A Cluster‐Based Model of Anionic Frameworks for Evaluating Lithium Conductivity in Sulfide Solid‐State Electrolytes

Sulfides constitute an important group of ionic conductive solids for all‐solid‐state lithium‐ion batteries, whereas their poor stability against air and humidity inhibits the accurate experimental evaluation of their intrinsic conductivity. In this paper, a new structural tool, the cluster‐plus‐glue‐atom model, is used to correlate the lithium conduction and crystal structure in sulfide solid‐state electrolytes (SSEs). This model identifies the anion‐based composition unit in any sulfide as being composed of an anion unit and stoichiometrically matched cations. The anion unit covers a nearest‐neighbor anion cluster plus next‐neighbor “glue” anions, generally containing 16 or 24 anions. Cations occupy interstitials within the anion unit, with transmission‐active Li ions inside anionic triangular dipyramids and octahedra. It is assumed that the Li transmission is realized through adjacent active Li sites of inter‐distances falling close to the anion nearest‐neighbor distances.

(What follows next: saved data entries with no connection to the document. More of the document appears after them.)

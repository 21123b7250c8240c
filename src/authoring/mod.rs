//! Quiz authoring engine.
//!
//! Owns a draft quiz while it is being edited and gates saving behind the
//! validation rules.

mod draft;

pub use draft::{QuizDraft, StructuralError, ValidationError};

The number of such Li–Li pairs per anion ( n ) is proposed to correlate with room‐temperature ionic conductivities (σ) of typical sulfide SSEs. It is revealed for SSEs with 3D Li diffusion channels that the upper limits of the measured σ ‘s follow approximately log( σ ) = −3 + n /3, enabling a fast evaluation of these SSEs. Accordingly, Li 7 SiPS 8 , Li 10 SnP 2 S 12 , and Li 10 GeP 2 S 12 , with their n 's falling in 3–5, should be promising SSEs.